Strategische Ableitungen für das IT-Management
Um eine nachhaltige Steigerung der Cyber-Resilienz zu erreichen und strukturelle Fehlkonfigurationen zu vermeiden, ist es essenziell, dass das IT-Management eine strikte Governance etabliert, welche die Nutzung administrativer Werkzeuge auf eine verifizierte Positivliste beschränkt. Die Allokation dieser Werkzeuge sollte nicht der individuellen Präferenz überlassen werden, sondern es sind kontrollierte Prozesse zu implementieren.
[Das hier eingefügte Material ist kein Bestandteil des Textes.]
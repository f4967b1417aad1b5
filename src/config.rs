//! Host configuration file.
//!
//! `mcp-host.yaml` lists the runtime settings and every integration to host.
//! String values may reference the host environment as `${VAR}` or
//! `${VAR:-default}`; these are resolved once, before parsing. A launch
//! template that must reach the child unresolved (for example the injected
//! token) is written with a doubled dollar: `$${OAUTH_TOKEN}`.

use std::collections::{BTreeMap, HashSet};
use std::path::{Path, PathBuf};

use serde::Deserialize;
use thiserror::Error;
use uuid::Uuid;

use crate::runtime::{
    Credential, Framing, HandlerRegistry, IntegrationHandler, IntegrationKey,
    IntegrationLaunchSpec, ResourceLimits, RuntimeError, RuntimeKind, RuntimeSettings,
    StaticCredentialStore, Supervisor,
};

/// File name looked up in the working directory.
pub const DEFAULT_CONFIG_FILE: &str = "mcp-host.yaml";

/// Environment variable naming an explicit config path.
pub const CONFIG_PATH_ENV: &str = "MCP_HOST_CONFIG";

#[derive(Debug, Error)]
pub enum ConfigError {
    #[error("could not find mcp-host.yaml (set MCP_HOST_CONFIG to override)")]
    NotFound,

    #[error("failed to read {path}: {reason}")]
    Read { path: String, reason: String },

    #[error("failed to parse config: {reason}")]
    Parse { reason: String },

    #[error("invalid config: {reason}")]
    Invalid { reason: String },
}

// ─── Schema ──────────────────────────────────────────────────────────────────

/// Top-level configuration.
#[derive(Debug, Clone, Default, Deserialize)]
pub struct HostConfig {
    /// Overrides `runtime.platform_api_url` when set.
    #[serde(default)]
    pub platform_api_url: Option<String>,
    /// Directory for `host.log`. Defaults to the platform data directory.
    #[serde(default)]
    pub log_dir: Option<PathBuf>,
    #[serde(default)]
    pub runtime: RuntimeSettings,
    #[serde(default)]
    pub integrations: Vec<IntegrationEntry>,
    /// Start every external integration at boot instead of on first use.
    #[serde(default)]
    pub warm_start: bool,
}

/// One configured integration.
#[derive(Debug, Clone, Deserialize)]
pub struct IntegrationEntry {
    pub tenant_id: Uuid,
    pub integration_id: Uuid,
    /// `external_python`, `external_nodejs`, `external_go`, `external_custom`,
    /// or the name of an in-process handler.
    #[serde(default = "default_integration_type")]
    pub integration_type: String,
    #[serde(default)]
    pub command: Vec<String>,
    #[serde(default)]
    pub env: BTreeMap<String, String>,
    #[serde(default)]
    pub config: BTreeMap<String, serde_json::Value>,
    #[serde(default)]
    pub working_dir: Option<PathBuf>,
    #[serde(default)]
    pub framing: Framing,
    #[serde(default)]
    pub resource_limits: ResourceLimits,
    /// Host environment variable holding this integration's access token.
    #[serde(default)]
    pub credential_env: Option<String>,
}

fn default_integration_type() -> String {
    "external_custom".into()
}

impl IntegrationEntry {
    pub fn key(&self) -> IntegrationKey {
        IntegrationKey::new(self.tenant_id, self.integration_id)
    }

    /// Launch spec for external integrations; `None` for in-process ones.
    pub fn launch_spec(&self) -> Option<IntegrationLaunchSpec> {
        let runtime = RuntimeKind::from_integration_type(&self.integration_type)?;
        Some(IntegrationLaunchSpec {
            key: self.key(),
            runtime,
            command: self.command.clone(),
            env: self.env.clone(),
            config: self.config.clone(),
            working_dir: self.working_dir.clone(),
            framing: self.framing,
            resource_limits: self.resource_limits,
        })
    }

    /// Read the token named by `credential_env` from the host environment.
    pub fn credential(&self) -> Option<Credential> {
        let name = self.credential_env.as_deref()?;
        std::env::var(name)
            .ok()
            .filter(|v| !v.is_empty())
            .map(Credential::new)
    }
}

impl HostConfig {
    /// Runtime settings with the top-level overrides applied.
    pub fn runtime_settings(&self) -> RuntimeSettings {
        let mut settings = self.runtime.clone();
        if let Some(url) = &self.platform_api_url {
            settings.platform_api_url = url.clone();
        }
        settings
    }

    pub fn validate(&self) -> Result<(), ConfigError> {
        let mut seen = HashSet::new();
        for entry in &self.integrations {
            if !seen.insert(entry.key()) {
                return Err(ConfigError::Invalid {
                    reason: format!("integration {} is listed twice", entry.key()),
                });
            }
        }
        if self.runtime.max_restart_attempts == 0 {
            return Err(ConfigError::Invalid {
                reason: "runtime.max_restart_attempts must be at least 1".into(),
            });
        }
        Ok(())
    }
}

// ─── Loading ─────────────────────────────────────────────────────────────────

/// Locate the config file: `$MCP_HOST_CONFIG`, then `./mcp-host.yaml`.
pub fn find_config_path(start: &Path) -> Result<PathBuf, ConfigError> {
    if let Ok(path) = std::env::var(CONFIG_PATH_ENV) {
        let candidate = PathBuf::from(expand_tilde(&path));
        if candidate.exists() {
            return Ok(candidate);
        }
    }

    let candidate = start.join(DEFAULT_CONFIG_FILE);
    if candidate.exists() {
        return Ok(candidate);
    }

    Err(ConfigError::NotFound)
}

/// Load, interpolate, parse and validate a config file.
pub fn load_host_config(path: &Path) -> Result<HostConfig, ConfigError> {
    let raw = std::fs::read_to_string(path).map_err(|e| ConfigError::Read {
        path: path.display().to_string(),
        reason: e.to_string(),
    })?;
    parse_host_config(&raw)
}

pub fn parse_host_config(raw: &str) -> Result<HostConfig, ConfigError> {
    let interpolated = interpolate_env_vars(raw);
    let config: HostConfig =
        serde_yaml::from_str(&interpolated).map_err(|e| ConfigError::Parse {
            reason: e.to_string(),
        })?;
    config.validate()?;
    Ok(config)
}

/// Register every integration with the supervisor and resolve its handler.
///
/// Tokens named by `credential_env` go into `credentials`; they never become
/// part of a launch spec.
pub async fn install(
    config: &HostConfig,
    supervisor: &Supervisor,
    registry: &HandlerRegistry,
    credentials: &StaticCredentialStore,
) -> Result<BTreeMap<IntegrationKey, IntegrationHandler>, RuntimeError> {
    let mut handlers = BTreeMap::new();
    for entry in &config.integrations {
        let key = entry.key();
        let handler = registry.resolve(&entry.integration_type, key)?;

        if let Some(spec) = entry.launch_spec() {
            supervisor.configure(spec).await?;
            match entry.credential() {
                Some(credential) => credentials.insert(key, credential),
                None => {
                    if let Some(name) = &entry.credential_env {
                        tracing::warn!(integration = %key, var = %name, "credential variable is unset");
                    }
                }
            }
        }

        tracing::info!(
            integration = %key,
            integration_type = %entry.integration_type,
            external = handler.is_external(),
            "integration installed"
        );
        handlers.insert(key, handler);
    }
    Ok(handlers)
}

// ─── Env-var interpolation ───────────────────────────────────────────────────

/// Replace `${VAR}` and `${VAR:-default}` in a string. `$${` is kept as a
/// literal `${`.
fn interpolate_env_vars(input: &str) -> String {
    let mut result = String::with_capacity(input.len());
    let mut chars = input.chars().peekable();

    while let Some(ch) = chars.next() {
        if ch != '$' {
            result.push(ch);
            continue;
        }
        match chars.peek() {
            Some('$') => {
                chars.next();
                result.push('$');
            }
            Some('{') => {
                chars.next(); // consume '{'
                let mut var_expr = String::new();
                for c in chars.by_ref() {
                    if c == '}' {
                        break;
                    }
                    var_expr.push(c);
                }
                result.push_str(&resolve_var_expr(&var_expr));
            }
            _ => result.push(ch),
        }
    }

    result
}

/// Resolve a variable expression like `VAR` or `VAR:-default`.
fn resolve_var_expr(expr: &str) -> String {
    if let Some((var_name, default)) = expr.split_once(":-") {
        std::env::var(var_name).unwrap_or_else(|_| expand_tilde(default))
    } else {
        std::env::var(expr).unwrap_or_default()
    }
}

/// Expand a leading `~` to the user's home directory.
pub(crate) fn expand_tilde(path: &str) -> String {
    if let Some(rest) = path.strip_prefix('~') {
        if let Some(home) = dirs::home_dir() {
            return format!("{}{rest}", home.display());
        }
    }
    path.to_string()
}

// ─── Tests ───────────────────────────────────────────────────────────────────

#[cfg(test)]
mod tests {
    use super::*;
    use crate::runtime::{BackoffConfig, CredentialStore};
    use std::sync::Arc;

    const TENANT: &str = "7f1c2a52-3a38-4a86-9a3e-0a7b8a9d1c01";
    const INTEGRATION: &str = "0c5d7e1e-52e4-4b5f-8f5e-6e2a1b3c4d05";

    #[test]
    fn test_interpolate_env_vars_with_default() {
        std::env::remove_var("__MCP_HOST_TEST_MISSING__");
        let result = interpolate_env_vars("${__MCP_HOST_TEST_MISSING__:-/fallback/path}");
        assert_eq!(result, "/fallback/path");
    }

    #[test]
    fn test_interpolate_env_vars_with_value() {
        std::env::set_var("__MCP_HOST_TEST_VAR__", "/custom/path");
        let result = interpolate_env_vars("${__MCP_HOST_TEST_VAR__:-/fallback/path}");
        assert_eq!(result, "/custom/path");
        std::env::remove_var("__MCP_HOST_TEST_VAR__");
    }

    #[test]
    fn test_double_dollar_is_literal() {
        assert_eq!(interpolate_env_vars("$${OAUTH_TOKEN}"), "${OAUTH_TOKEN}");
        assert_eq!(interpolate_env_vars("cost: 5$"), "cost: 5$");
    }

    #[test]
    fn test_expand_tilde() {
        let result = expand_tilde("~/logs");
        assert!(!result.starts_with('~'), "tilde should be expanded");
        assert!(result.ends_with("/logs"));
    }

    #[test]
    fn test_parse_full_config() {
        let yaml = format!(
            r#"
platform_api_url: https://platform.example
warm_start: true
runtime:
  request_timeout_ms: 1500
  restart_backoff:
    type: fixed
    delay_ms: 100
integrations:
  - tenant_id: {TENANT}
    integration_id: {INTEGRATION}
    integration_type: external_python
    command: ["python", "server.py"]
    framing: content_length
    env:
      GITHUB_TOKEN: "$${{OAUTH_TOKEN}}"
    config:
      org: acme
      page_size: 50
    resource_limits:
      memory_mb: 256
    credential_env: __MCP_HOST_TEST_TOKEN__
"#
        );
        let config = parse_host_config(&yaml).unwrap();
        assert!(config.warm_start);

        let settings = config.runtime_settings();
        assert_eq!(settings.platform_api_url, "https://platform.example");
        assert_eq!(settings.request_timeout_ms, 1500);
        assert_eq!(settings.restart_backoff, BackoffConfig::Fixed { delay_ms: 100 });

        let entry = &config.integrations[0];
        let spec = entry.launch_spec().unwrap();
        assert_eq!(spec.runtime, RuntimeKind::ExternalPython);
        assert_eq!(spec.framing, Framing::ContentLength);
        assert_eq!(spec.env["GITHUB_TOKEN"], "${OAUTH_TOKEN}");
        assert_eq!(spec.config["page_size"], serde_json::json!(50));
        assert_eq!(spec.resource_limits.memory_mb, Some(256));
    }

    #[test]
    fn test_duplicate_integration_rejected() {
        let yaml = format!(
            r#"
integrations:
  - {{ tenant_id: {TENANT}, integration_id: {INTEGRATION}, command: [a] }}
  - {{ tenant_id: {TENANT}, integration_id: {INTEGRATION}, command: [b] }}
"#
        );
        let err = parse_host_config(&yaml).unwrap_err();
        assert!(matches!(err, ConfigError::Invalid { .. }));
    }

    #[test]
    fn test_native_entry_has_no_launch_spec() {
        let yaml = format!(
            r#"
integrations:
  - {{ tenant_id: {TENANT}, integration_id: {INTEGRATION}, integration_type: github }}
"#
        );
        let config = parse_host_config(&yaml).unwrap();
        assert!(config.integrations[0].launch_spec().is_none());
    }

    #[tokio::test]
    async fn test_install_moves_token_into_store() {
        std::env::set_var("__MCP_HOST_INSTALL_TOKEN__", "tok-install");
        let yaml = format!(
            r#"
integrations:
  - tenant_id: {TENANT}
    integration_id: {INTEGRATION}
    command: ["server"]
    credential_env: __MCP_HOST_INSTALL_TOKEN__
"#
        );
        let config = parse_host_config(&yaml).unwrap();
        let store = Arc::new(StaticCredentialStore::new());
        let supervisor = Supervisor::new(config.runtime_settings(), store.clone());
        let registry = HandlerRegistry::new(supervisor.clone());

        let handlers = install(&config, &supervisor, &registry, &store)
            .await
            .unwrap();
        std::env::remove_var("__MCP_HOST_INSTALL_TOKEN__");

        let key = config.integrations[0].key();
        assert!(handlers[&key].is_external());
        assert_eq!(supervisor.configured(), vec![key]);
        let token = store.access_token(&key).await.unwrap().unwrap();
        assert_eq!(token.expose(), "tok-install");
    }

    #[tokio::test]
    async fn test_install_rejects_unknown_type() {
        let yaml = format!(
            r#"
integrations:
  - {{ tenant_id: {TENANT}, integration_id: {INTEGRATION}, integration_type: jira }}
"#
        );
        let config = parse_host_config(&yaml).unwrap();
        let store = Arc::new(StaticCredentialStore::new());
        let supervisor = Supervisor::new(config.runtime_settings(), store.clone());
        let registry = HandlerRegistry::new(supervisor.clone());
        let err = install(&config, &supervisor, &registry, &store)
            .await
            .unwrap_err();
        assert!(matches!(err, RuntimeError::Configuration { .. }));
    }
}
impl ProcessHandle {
    /// Spawn the child described by `spec` with environment `env` and
    /// complete the handshake.
    ///
    /// `env` is consumed: the credential it may carry is handed to the OS and
    /// not retained, except as the redaction list for child-supplied text.
    pub async fn launch(
        spec: &IntegrationLaunchSpec,
        env: ProcessEnvironment,
        settings: &RuntimeSettings,
    ) -> Result<Self, RuntimeError> {
        let label = spec.key.to_string();
        let Some((program, args)) = spec.command.split_first() else {
            return Err(RuntimeError::Configuration {
                integration: label,
                reason: "launch command is empty".into(),
            });
        };

        let mut cmd = Command::new(program);
        cmd.args(args)
            .env_clear()
            .envs(env.iter())
            .stdin(Stdio::piped())
            .stdout(Stdio::piped())
            .stderr(Stdio::piped())
            .kill_on_drop(true);
        if let Some(dir) = &spec.working_dir {
            cmd.current_dir(dir);
        }

        // Windows: prevent console window from appearing for child processes
        #[cfg(target_os = "windows")]
        {
            const CREATE_NO_WINDOW: u32 = 0x08000000;
            cmd.creation_flags(CREATE_NO_WINDOW);
        }

        let redactor = env.redactor();
        let mut child = cmd.spawn().map_err(|e| RuntimeError::SpawnFailed {
            integration: label.clone(),
            reason: e.to_string(),
        })?;
        drop(cmd);
        drop(env);

        let pid = child.id();
        let (Some(stdin), Some(stdout)) = (child.stdin.take(), child.stdout.take()) else {
            let _ = child.start_kill();
            return Err(RuntimeError::SpawnFailed {
                integration: label,
                reason: "failed to capture stdio".into(),
            });
        };

        let stderr_tail = Arc::new(Mutex::new(String::new()));
        let stderr_task = child.stderr.take().map(|stderr| {
            tokio::spawn(pump_stderr(
                stderr,
                label.clone(),
                redactor.clone(),
                stderr_tail.clone(),
            ))
        });

        let transport = StdioTransport::new(
            &label,
            stdout,
            stdin,
            spec.framing,
            settings.max_pending_requests,
            redactor.clone(),
        );

        let (kill_tx, kill_rx) = oneshot::channel();
        let (exit_tx, exit_rx) = watch::channel(None);
        tokio::spawn(watch_exit(child, kill_rx, exit_tx, label.clone()));

        tracing::info!(integration = %label, pid, "process spawned; starting handshake");

        let mut handle = Self {
            key: spec.key,
            label,
            pid,
            started_at: Utc::now(),
            transport,
            exit_rx,
            kill_tx: Mutex::new(Some(kill_tx)),
            server_info: ServerInfo::default(),
            server_capabilities: serde_json::Value::Null,
            request_timeout: settings.request_timeout(),
            redactor: redactor.clone(),
            stderr_task,
        };

        match handle.handshake(settings).await {
            Ok(init) => {
                handle.server_info = init.server_info.unwrap_or_default();
                handle.server_capabilities = init.capabilities;
                tracing::info!(
                    integration = %handle.label,
                    pid,
                    server = handle.server_info.name.as_deref().unwrap_or("unknown"),
                    "handshake complete"
                );
                Ok(handle)
            }
            Err(err) => {
                let err = handle.fail_launch(err, &redactor, &stderr_tail).await;
                tracing::warn!(integration = %spec.key, pid, error = %err, "launch failed");
                Err(err)
            }
        }
    }

    async fn handshake(&self, settings: &RuntimeSettings) -> Result<InitializeResult, RuntimeError> {
        let params = serde_json::json!({
            "protocolVersion": settings.protocol_version,
            "capabilities": {},
            "clientInfo": {
                "name": CLIENT_NAME,
                "version": env!("CARGO_PKG_VERSION"),
            },
        });

        let result = self
            .transport
            .request(methods::INITIALIZE, Some(params), settings.handshake_timeout())
            .await?;
        let init: InitializeResult = serde_json::from_value(result)?;
        self.transport
            .notify(methods::INITIALIZED, None, settings.handshake_timeout())
            .await?;
        Ok(init)
    }

    /// Kill the half-started child and turn the failure into a startup error
    /// carrying the redacted stderr tail.
    async fn fail_launch(
        &mut self,
        err: RuntimeError,
        redactor: &SecretRedactor,
        stderr_tail: &Arc<Mutex<String>>,
    ) -> RuntimeError {
        self.transport.close("handshake failed");
        self.kill();
        let _ = tokio::time::timeout(REAP_TIMEOUT, self.wait_exit()).await;
        if let Some(task) = self.stderr_task.take() {
            let _ = tokio::time::timeout(STDERR_DRAIN_TIMEOUT, task).await;
        }

        let tail = stderr_tail
            .lock()
            .unwrap_or_else(PoisonError::into_inner)
            .trim()
            .to_string();
        let suffix = if tail.is_empty() {
            String::new()
        } else {
            format!(" | stderr: {tail}")
        };
        let integration = self.label.clone();

        match err {
            RuntimeError::RequestTimeout { timeout_ms, .. } => RuntimeError::HandshakeTimeout {
                integration,
                timeout_ms,
            },
            RuntimeError::ProcessUnavailable { .. } => {
                let exit = self.exit_description().unwrap_or_else(|| "stdout closed".into());
                RuntimeError::HandshakeFailed {
                    integration,
                    reason: format!("process exited before handshake ({exit}){suffix}"),
                }
            }
            RuntimeError::Server { code, message, .. } => RuntimeError::HandshakeFailed {
                integration,
                reason: redactor
                    .redact(&format!("initialize rejected [{code}]: {message}{suffix}"))
                    .into_owned(),
            },
            other => RuntimeError::HandshakeFailed {
                integration,
                reason: redactor.redact(&format!("{other}{suffix}")).into_owned(),
            },
        }
    }

    // ─── Accessors ───────────────────────────────────────────────────────

    pub fn key(&self) -> IntegrationKey {
        self.key
    }

    pub fn pid(&self) -> Option<u32> {
        self.pid
    }

    pub fn started_at(&self) -> DateTime<Utc> {
        self.started_at
    }

    pub fn server_info(&self) -> &ServerInfo {
        &self.server_info
    }

    pub fn server_capabilities(&self) -> &serde_json::Value {
        &self.server_capabilities
    }

    /// Malformed frames received from this child so far.
    pub fn protocol_error_count(&self) -> u64 {
        self.transport.protocol_error_count()
    }

    /// Whether the handle accepts capability calls.
    pub fn is_running(&self) -> bool {
        self.exit_rx.borrow().is_none() && self.transport.is_open()
    }

    /// How the process exited, if it has.
    pub fn exit_description(&self) -> Option<String> {
        self.exit_rx.borrow().clone()
    }

    /// Resolve once the process has exited.
    pub async fn wait_exit(&self) -> String {
        let mut rx = self.exit_rx.clone();
        let result = rx.wait_for(Option::is_some).await.map(|v| v.clone());
        match result {
            Ok(Some(desc)) => desc,
            _ => "exit watcher gone".to_string(),
        }
    }

    // ─── Capability Calls ────────────────────────────────────────────────

    fn ensure_running(&self) -> Result<(), RuntimeError> {
        if let Some(exit) = self.exit_description() {
            return Err(RuntimeError::ProcessUnavailable {
                integration: self.label.clone(),
                reason: exit,
            });
        }
        Ok(())
    }

    async fn call<T: DeserializeOwned>(
        &self,
        method: &str,
        params: Option<serde_json::Value>,
    ) -> Result<T, RuntimeError> {
        self.ensure_running()?;
        let value = self
            .transport
            .request(method, params, self.request_timeout)
            .await
            .map_err(|e| self.scrub(e))?;
        serde_json::from_value(value).map_err(|e| RuntimeError::Protocol {
            reason: self
                .redactor
                .redact(&format!("unexpected '{method}' result shape: {e}"))
                .into_owned(),
        })
    }

    /// Strip injected secrets from an error the child authored.
    fn scrub(&self, err: RuntimeError) -> RuntimeError {
        match err {
            RuntimeError::Server {
                code,
                message,
                data,
            } => RuntimeError::Server {
                code,
                message: self.redactor.redact(&message).into_owned(),
                data: data.filter(|d| {
                    matches!(self.redactor.redact(&d.to_string()), Cow::Borrowed(_))
                }),
            },
            other => other,
        }
    }

    /// Enumerate tools and resources.
    ///
    /// A child without resource support (`-32601` on `resources/list`)
    /// reports an empty resource list.
    pub async fn list_capabilities(&self) -> Result<CapabilityList, RuntimeError> {
        let tools: ToolsListResult = self.call(methods::TOOLS_LIST, None).await?;
        let resources = match self
            .call::<ResourcesListResult>(methods::RESOURCES_LIST, None)
            .await
        {
            Ok(list) => list.resources,
            Err(RuntimeError::Server { code, .. }) if code == error_codes::METHOD_NOT_FOUND => {
                Vec::new()
            }
            Err(e) => return Err(e),
        };
        Ok(CapabilityList {
            tools: tools.tools,
            resources,
        })
    }

    /// Call a tool by name.
    pub async fn invoke(
        &self,
        name: &str,
        arguments: serde_json::Value,
    ) -> Result<ToolCallResult, RuntimeError> {
        let params = serde_json::json!({
            "name": name,
            "arguments": arguments,
        });
        self.call(methods::TOOLS_CALL, Some(params)).await
    }

    /// Read a resource by URI.
    pub async fn read_resource(&self, uri: &str) -> Result<ResourceReadResult, RuntimeError> {
        let params = serde_json::json!({ "uri": uri });
        self.call(methods::RESOURCES_READ, Some(params)).await
    }

    /// Lightweight liveness check: a `tools/list` round trip.
    pub async fn health_check(&self) -> Result<(), RuntimeError> {
        self.call::<serde_json::Value>(methods::TOOLS_LIST, None)
            .await
            .map(|_| ())
    }

    // ─── Teardown ────────────────────────────────────────────────────────

    /// Stop accepting calls; in-flight callers fail with `ProcessUnavailable`.
    pub fn mark_unavailable(&self, reason: &str) -> bool {
        self.transport.close(reason)
    }

    /// Kill the process without a grace period.
    pub fn kill(&self) {
        let tx = self
            .kill_tx
            .lock()
            .unwrap_or_else(PoisonError::into_inner)
            .take();
        if let Some(tx) = tx {
            let _ = tx.send(());
        }
    }

    /// Close stdin, wait up to `grace` for the child to exit, then kill it.
    pub async fn terminate(&self, grace: Duration) -> TerminationOutcome {
        self.mark_unavailable("terminated");
        if self.exit_description().is_some() {
            return TerminationOutcome::AlreadyExited;
        }

        let stop = async {
            self.transport.close_input().await;
            self.wait_exit().await
        };
        if tokio::time::timeout(grace, stop).await.is_ok() {
            tracing::info!(integration = %self.label, pid = self.pid, "process stopped gracefully");
            return TerminationOutcome::Graceful;
        }

        self.kill();
        let _ = tokio::time::timeout(REAP_TIMEOUT, self.wait_exit()).await;
        tracing::warn!(
            integration = %self.label,
            pid = self.pid,
            grace_ms = grace.as_millis() as u64,
            "process ignored stop signal; killed"
        );
        TerminationOutcome::Forced
    }
}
Die Implementierung einer zeitgemäßen Identitäts- und Zugriffsschutzarchitektur, wie etwa eines Privileged Access Management Systems, gewährleistet, dass administrative Konten ausschließlich temporär und für spezifische Aufgaben freigegeben werden. Es ist von essentieller Bedeutung, den Incident-Response-Prozess durch den Einsatz technischer Automatisierung zu beschleunigen, um auf diese Weise laterale Bewegungen bereits im Keim zu ersticken. Diese Maßnahmen werden durch regelmäßige, risikobasierte Sicherheitsüberprüfungen flankiert, um die Einhaltung der Härtungsrichtlinien kontinuierlich zu auditieren und das Sicherheitsniveau im Unternehmen proaktiv zu festigen.